#![cfg_attr(not(test), no_std)]

extern crate heap;
extern crate system;

pub mod command;
pub mod config;
pub mod line_reader;
pub mod shell;

pub use config::ShellConfig;
pub use shell::Shell;
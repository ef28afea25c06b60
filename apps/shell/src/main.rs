use std::collections::VecDeque;
use std::io::{self, Write};

use heap::console::setup_console;
use heap::{kprintln, LockedHeap};
use lazy_static::lazy_static;
use shell::{Shell, ShellConfig};
use system::io::{CharSink, CharSource};

const HEAP_SIZE: usize = 0x10_0000;

struct Stdout;

impl CharSink for Stdout {
    fn put_char(&self, c: char) {
        let mut buffer = [0; 4];
        self.put_str(c.encode_utf8(&mut buffer));
    }

    fn put_str(&self, s: &str) {
        let mut out = io::stdout().lock();
        let _ = out.write_all(s.as_bytes());
        let _ = out.flush();
    }
}

struct Stdin {
    pending: VecDeque<char>,
}

impl CharSource for Stdin {
    fn read_char(&mut self) -> Option<char> {
        if self.pending.is_empty() {
            let mut line = String::new();
            match io::stdin().read_line(&mut line) {
                Ok(0) | Err(_) => return None,
                Ok(_) => self.pending.extend(line.chars()),
            }
        }
        self.pending.pop_front()
    }
}

static STDOUT: Stdout = Stdout;

lazy_static! {
    static ref HEAP: LockedHeap<'static> = {
        let heap = LockedHeap::new();
        let region = Box::leak(vec![0u8; HEAP_SIZE].into_boxed_slice());
        if let Err(error) = heap.init(region) {
            kprintln!("[HEAP] Initialization failed: {}", error);
        }
        heap
    };
}

fn main() {
    setup_console(&STDOUT);

    let config = ShellConfig {
        echo_input: false,
        ..ShellConfig::DEFAULT
    };
    let mut shell = Shell::new(&HEAP, &STDOUT, &config);
    shell.run(&mut Stdin {
        pending: VecDeque::new(),
    });
    kprintln!();
}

**TASK:** The first line of the records and every line down to the line with "if let Err(error)" must be quoted exactly; leave out all else.

**EXERCISE OUTPUT:**
#![cfg_attr(not(test), no_std)]

extern crate heap;
extern crate system;

pub mod command;
pub mod config;
pub mod line_reader;
pub mod shell;

pub use config::ShellConfig;
pub use shell::Shell;
repository ef28afea25c06b60
filename apps/shell/src/main.rs
use std::collections::VecDeque;
use std::io::{self, Write};

use heap::console::setup_console;
use heap::{kprintln, LockedHeap};
use lazy_static::lazy_static;
use shell::{Shell, ShellConfig};
use system::io::{CharSink, CharSource};

const HEAP_SIZE: usize = 0x10_0000;

struct Stdout;

impl CharSink for Stdout {
    fn put_char(&self, c: char) {
        let mut buffer = [0; 4];
        self.put_str(c.encode_utf8(&mut buffer));
    }

    fn put_str(&self, s: &str) {
        let mut out = io::stdout().lock();
        let _ = out.write_all(s.as_bytes());
        let _ = out.flush();
    }
}

struct Stdin {
    pending: VecDeque<char>,
}

impl CharSource for Stdin {
    fn read_char(&mut self) -> Option<char> {
        if self.pending.is_empty() {
            let mut line = String::new();
            match io::stdin().read_line(&mut line) {
                Ok(0) | Err(_) => return None,
                Ok(_) => self.pending.extend(line.chars()),
            }
        }
        self.pending.pop_front()
    }
}

static STDOUT: Stdout = Stdout;

lazy_static! {
    static ref HEAP: LockedHeap<'static> = {
        let heap = LockedHeap::new();
        let region = Box::leak(vec![0u8; HEAP_SIZE].into_boxed_slice());
        if let Err(error) = heap.init(region) {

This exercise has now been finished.